The impact of the coronavirus pandemic has awakened all of us to the realities of the importance of quick, co-ordinated and effective action to mitigate the widespread harms of a truly global disaster. We are so fortunate in BC to have had citizens, governments, MLAs and community-based organizations of all kinds step up to do what they could to minimize the diverse impacts of this unprecedented crisis. Board Voice has been so impressed with our own members’ innovations in the face of crisis, to ensure that those who depend on vital social services did not have to go without.
Unfortunately, the pandemic also highlighted every weakness. It highlighted the gaps in our knowledge and practices. The places where we hadn’t thought to plan. The intricate complexity and interplay of people’s social and health-care needs. Our society has tended to consider health care, social needs, economic health, educational services, transportation systems, reliance on foreign markets and travel habits as separate, unconnected things. We certainly know otherwise now.

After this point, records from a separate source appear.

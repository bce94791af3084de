use axum::{
    extract::{Path, Query, State},
    http::StatusCode,
    Json,
};
use serde::Deserialize;
use sqlx::{Pool, Postgres};
use uuid::Uuid;

use crate::audit;
use crate::auth::extractors::{require_role, AuthRequired};
use crate::repo;
use shared_types::{
    AppError, CloseRequestEnvelope, CloseRequestViewsEnvelope, CloseRequestsEnvelope,
    RaiseCloseRequest, ReviewCloseRequest, Role,
};

// ---------------------------------------------------------------------------
// Query parameters
// ---------------------------------------------------------------------------

#[derive(Debug, Clone, Default, Deserialize, utoipa::IntoParams)]
pub struct CloseRequestListParams {
    /// Optional status filter (Pending, Approved, Rejected).
    #[serde(default)]
    pub status: Option<String>,
}

// ---------------------------------------------------------------------------
// POST /api/close-requests
// ---------------------------------------------------------------------------

/// Raise a close request against an existing case. The case context is
/// snapshotted into the request at this point.
#[utoipa::path(
    post,
    path = "/api/close-requests",
    request_body = RaiseCloseRequest,
    responses(
        (status = 201, description = "Close request raised", body = CloseRequestEnvelope),
        (status = 400, description = "Missing case reference", body = AppError),
        (status = 403, description = "Exec role required", body = AppError),
        (status = 404, description = "Case not found", body = AppError)
    ),
    tag = "close-requests"
)]
pub async fn raise_close_request(
    State(pool): State<Pool<Postgres>>,
    auth: AuthRequired,
    Json(body): Json<RaiseCloseRequest>,
) -> Result<(StatusCode, Json<CloseRequestEnvelope>), AppError> {
    require_role(&auth.0, Role::Exec)?;

    let (request, events) = repo::close_request::raise(&pool, &auth.0, body).await?;
    audit::dispatch(&pool, events);

    Ok((StatusCode::CREATED, Json(CloseRequestEnvelope { request })))
}

// ---------------------------------------------------------------------------
// GET /api/close-requests
// ---------------------------------------------------------------------------

/// List the caller's own close requests.
#[utoipa::path(
    get,
    path = "/api/close-requests",
    params(CloseRequestListParams),
    responses(
        (status = 200, description = "Close requests", body = CloseRequestsEnvelope),
        (status = 403, description = "Exec role required", body = AppError)
    ),
    tag = "close-requests"
)]
pub async fn list_close_requests(
    State(pool): State<Pool<Postgres>>,
    auth: AuthRequired,
    Query(params): Query<CloseRequestListParams>,
) -> Result<Json<CloseRequestsEnvelope>, AppError> {
    require_role(&auth.0, Role::Exec)?;

    let requests =
        repo::close_request::list_by_requester(&pool, auth.0.id, params.status.as_deref())
            .await?;

    Ok(Json(CloseRequestsEnvelope { requests }))
}

// ---------------------------------------------------------------------------
// GET /api/close-requests/review
// ---------------------------------------------------------------------------

/// The senior review queue: every close request, with requester names.
#[utoipa::path(
    get,
    path = "/api/close-requests/review",
    responses(
        (status = 200, description = "All close requests", body = CloseRequestViewsEnvelope),
        (status = 403, description = "Senior role required", body = AppError)
    ),
    tag = "close-requests"
)]
pub async fn list_close_requests_for_review(
    State(pool): State<Pool<Postgres>>,
    auth: AuthRequired,
) -> Result<Json<CloseRequestViewsEnvelope>, AppError> {
    require_role(&auth.0, Role::Senior)?;

    let requests = repo::close_request::list_for_review(&pool).await?;
    Ok(Json(CloseRequestViewsEnvelope { requests }))
}

// ---------------------------------------------------------------------------
// PATCH /api/close-requests/{id}
// ---------------------------------------------------------------------------

/// Approve or reject a pending close request. Approval also closes the
/// referenced case, using the remarks/resolution stored on the request.
#[utoipa::path(
    patch,
    path = "/api/close-requests/{id}",
    params(("id" = String, Path, description = "Close request UUID")),
    request_body = ReviewCloseRequest,
    responses(
        (status = 200, description = "Request reviewed", body = CloseRequestEnvelope),
        (status = 400, description = "Invalid status or missing senior remark", body = AppError),
        (status = 403, description = "Senior role required", body = AppError),
        (status = 404, description = "Request not found", body = AppError),
        (status = 409, description = "Request already reviewed", body = AppError)
    ),
    tag = "close-requests"
)]
pub async fn review_close_request(
    State(pool): State<Pool<Postgres>>,
    auth: AuthRequired,
    Path(id): Path<String>,
    Json(body): Json<ReviewCloseRequest>,
) -> Result<Json<CloseRequestEnvelope>, AppError> {
    require_role(&auth.0, Role::Senior)?;

    let uuid = Uuid::parse_str(&id).map_err(|_| AppError::bad_request("Invalid UUID format"))?;

    let (request, events) = repo::close_request::review(&pool, &auth.0, uuid, body).await?;
    audit::dispatch(&pool, events);

    Ok(Json(CloseRequestEnvelope { request }))
}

As noted above, foundational work that could lead to a social policy framework for BC is already happening through the work of the Social Services Roundtable. Since May 2019, this work has been bringing five ministries and government entities to the table with six umbrella organizations and other stakeholders with key roles in the delivery of social care in BC. The conversations around that table are about the issues that matter to all of us, and how to support, deliver and govern diverse community-based services that every British Columbian will rely on in their lifetime.

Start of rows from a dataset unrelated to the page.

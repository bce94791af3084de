pub mod error;
pub mod models;

// DFI domain modules
pub mod branch;
pub mod close_request;
pub mod exec_case;
pub mod rpp_case;
pub mod statistics;

pub use error::*;
pub use models::*;

pub use branch::*;
pub use close_request::*;
pub use exec_case::*;
pub use rpp_case::*;
pub use statistics::*;
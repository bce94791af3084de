//! Hash a password for seeding accounts by hand:
//! `cargo run --bin hash-password -- <password>`

use argon2::{
    password_hash::{rand_core::OsRng, PasswordHasher, SaltString},
    Argon2,
};

fn main() {
    let password = match std::env::args().nth(1) {
        Some(p) => p,
        None => {
            eprintln!("usage: hash-password <password>");
            std::process::exit(1);
        }
    };
    let salt = SaltString::generate(&mut OsRng);
    let argon2 = Argon2::default();
    let hash = argon2
        .hash_password(password.as_bytes(), &salt)
        .expect("Failed to hash password");
    println!("{}", hash);
}
pub mod admin;
pub mod auth;
pub mod branch;
pub mod close_request;
pub mod exec_case;
pub mod rpp_case;
pub mod statistics;

use axum::{
    routing::{get, patch, post},
    Json, Router,
};
use serde_json::json;

use crate::db::AppState;
use crate::rate_limit::{rate_limit_middleware, RateLimitState};

fn auth_routes() -> Router<AppState> {
    Router::new()
        .route("/api/auth/login", post(auth::login))
        .route("/api/auth/me", get(auth::me))
}

fn domain_routes() -> Router<AppState> {
    Router::new()
        // Admin user management
        .route(
            "/api/admin/users",
            get(admin::list_users).post(admin::create_user),
        )
        .route("/api/admin/users/{id}", patch(admin::update_user))
        // Investigation cases (exec desk)
        .route(
            "/api/cases",
            get(exec_case::list_cases).post(exec_case::create_case),
        )
        .route("/api/cases/review", get(exec_case::list_cases_for_review))
        .route(
            "/api/cases/{id}",
            get(exec_case::get_case).put(exec_case::update_case),
        )
        .route("/api/cases/{id}/close", patch(exec_case::close_case))
        .route("/api/users/exec", get(exec_case::list_exec_users))
        // Close requests
        .route(
            "/api/close-requests",
            get(close_request::list_close_requests).post(close_request::raise_close_request),
        )
        .route(
            "/api/close-requests/review",
            get(close_request::list_close_requests_for_review),
        )
        .route(
            "/api/close-requests/{id}",
            patch(close_request::review_close_request),
        )
        // Incoming reports (officer desk)
        .route(
            "/api/rpp-cases",
            get(rpp_case::list_rpp_cases).post(rpp_case::create_rpp_case),
        )
        .route(
            "/api/rpp-cases/review",
            get(rpp_case::list_rpp_cases_for_review),
        )
        .route(
            "/api/rpp-cases/{id}",
            get(rpp_case::get_rpp_case).put(rpp_case::update_rpp_case),
        )
        // Statistics (senior desk)
        .route("/api/statistics", get(statistics::get_statistics))
        // Branch master
        .route("/api/branches", get(branch::list_branches))
        .route("/api/branches/{code}", get(branch::get_branch))
}

/// 404 fallback in the same `{"error": ...}` shape as everything else.
async fn not_found() -> (axum::http::StatusCode, Json<serde_json::Value>) {
    (
        axum::http::StatusCode::NOT_FOUND,
        Json(json!({ "error": "Endpoint not found" })),
    )
}

/// Build the combined REST API router.
pub fn api_router() -> Router<AppState> {
    domain_routes().merge(auth_routes()).fallback(not_found)
}

/// Build the REST API router with rate limiting applied: a global window
/// over everything, plus a stricter window on the auth routes.
pub fn api_router_with_rate_limit(
    global: RateLimitState,
    auth_limit: RateLimitState,
) -> Router<AppState> {
    domain_routes()
        .merge(auth_routes().layer(axum::middleware::from_fn_with_state(
            auth_limit,
            rate_limit_middleware,
        )))
        .fallback(not_found)
        .layer(axum::middleware::from_fn_with_state(
            global,
            rate_limit_middleware,
        ))
}
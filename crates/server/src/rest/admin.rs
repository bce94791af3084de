use axum::{
    extract::{Path, State},
    http::StatusCode,
    Json,
};
use sqlx::{Pool, Postgres};

use crate::audit;
use crate::auth::extractors::{require_role, AuthRequired};
use crate::repo;
use shared_types::{
    AppError, CreateUserRequest, Role, UpdateUserRequest, UserEnvelope, UsersEnvelope, UserView,
};

// ---------------------------------------------------------------------------
// GET /api/admin/users
// ---------------------------------------------------------------------------

/// List all user accounts with their creator's username resolved.
#[utoipa::path(
    get,
    path = "/api/admin/users",
    responses(
        (status = 200, description = "All users", body = UsersEnvelope),
        (status = 403, description = "Superadmin role required", body = AppError)
    ),
    tag = "admin"
)]
pub async fn list_users(
    State(pool): State<Pool<Postgres>>,
    auth: AuthRequired,
) -> Result<Json<UsersEnvelope>, AppError> {
    require_role(&auth.0, Role::Superadmin)?;

    let users = repo::user::list(&pool).await?;

    let mut creator_ids: Vec<i64> = users.iter().filter_map(|u| u.created_by).collect();
    creator_ids.sort_unstable();
    creator_ids.dedup();
    let creators = repo::user::summaries_by_ids(&pool, &creator_ids).await?;

    let views = users
        .into_iter()
        .map(|u| {
            let created_by_username = u.created_by.map(|id| {
                creators
                    .get(&id)
                    .map(|c| c.username.clone())
                    .unwrap_or_else(|| "Unknown".to_string())
            });
            UserView {
                created_by_username,
                ..UserView::from(u)
            }
        })
        .collect();

    Ok(Json(UsersEnvelope { users: views }))
}

// ---------------------------------------------------------------------------
// POST /api/admin/users
// ---------------------------------------------------------------------------

/// Create a user account.
#[utoipa::path(
    post,
    path = "/api/admin/users",
    request_body = CreateUserRequest,
    responses(
        (status = 201, description = "User created", body = UserEnvelope),
        (status = 400, description = "Missing fields or invalid role", body = AppError),
        (status = 403, description = "Superadmin role required", body = AppError),
        (status = 409, description = "Username already exists", body = AppError)
    ),
    tag = "admin"
)]
pub async fn create_user(
    State(pool): State<Pool<Postgres>>,
    auth: AuthRequired,
    Json(body): Json<CreateUserRequest>,
) -> Result<(StatusCode, Json<UserEnvelope>), AppError> {
    require_role(&auth.0, Role::Superadmin)?;

    let (user, events) = repo::user::create(&pool, &auth.0, body).await?;
    audit::dispatch(&pool, events);

    Ok((
        StatusCode::CREATED,
        Json(UserEnvelope {
            user: UserView::from(user),
        }),
    ))
}

// ---------------------------------------------------------------------------
// PATCH /api/admin/users/{id}
// ---------------------------------------------------------------------------

/// Update a user's role, active flag, profile name, or password.
#[utoipa::path(
    patch,
    path = "/api/admin/users/{id}",
    params(("id" = i64, Path, description = "User ID")),
    request_body = UpdateUserRequest,
    responses(
        (status = 200, description = "User updated", body = UserEnvelope),
        (status = 400, description = "No updates provided or invalid role", body = AppError),
        (status = 403, description = "Superadmin role required", body = AppError),
        (status = 404, description = "User not found", body = AppError)
    ),
    tag = "admin"
)]
pub async fn update_user(
    State(pool): State<Pool<Postgres>>,
    auth: AuthRequired,
    Path(id): Path<i64>,
    Json(body): Json<UpdateUserRequest>,
) -> Result<Json<UserEnvelope>, AppError> {
    require_role(&auth.0, Role::Superadmin)?;

    let (user, events) = repo::user::update(&pool, &auth.0, id, body).await?;
    audit::dispatch(&pool, events);

    Ok(Json(UserEnvelope {
        user: UserView::from(user),
    }))
}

You will have heard from many other non-profits with many urgent needs, and we ask you to support these critically important community-based services that do the work of keeping us connected and striving to thrive. The crisis in Canada’s long-term care homes during the pandemic has opened our eyes to what can happen when social services end up in the hands of multinational corporations whose international shareholders demand profit. The non-profit model is a jewel for social care, and we urge you to support initiatives that help BC’s non-profit sector recover, including an emergency fund so that organizations can get help on all the many fronts that have been impacted by covid.
We also ask that Budget 2021 support the ongoing work of the Roundtable, and the initiatives that emerge from it. Those initiatives include recruitment and retention, wage equity, human resources and contracting and procurement, to name a few.
Throughout this pandemic, that round table has held weekly calls to keep government and the social services sector connected and informed on impacts, public health directives, and how to maintain people’s vital social services – and the health of both clients and workers – at a time of quarantine, closure and fear.
But in the absence of a social policy framework, all of the work we’re doing right now to strengthen our social response in BC is at risk in every election cycle, every budget cycle. We could implement the best solutions ever tomorrow for addressing social concerns and maintaining strong community-based services, but none of it will last – or be measureable – without a framework to guide and sustain it.
This is an opportune moment to apply lessons from the pandemic to strengthen and improve a social services approach that we all know needs much work. Board Voice urges that when it comes to social care, we reject any talk of a return to “normal” after this pandemic, and instead seize this unique chance to create a structure and plan for social health services that we now all recognize as truly essential.
 Board Voice visited 17 BC communities as part of its work for the 2017 report, “There is a Better Way,” which made the case for improved community-based social care through development of a provincial social policy framework.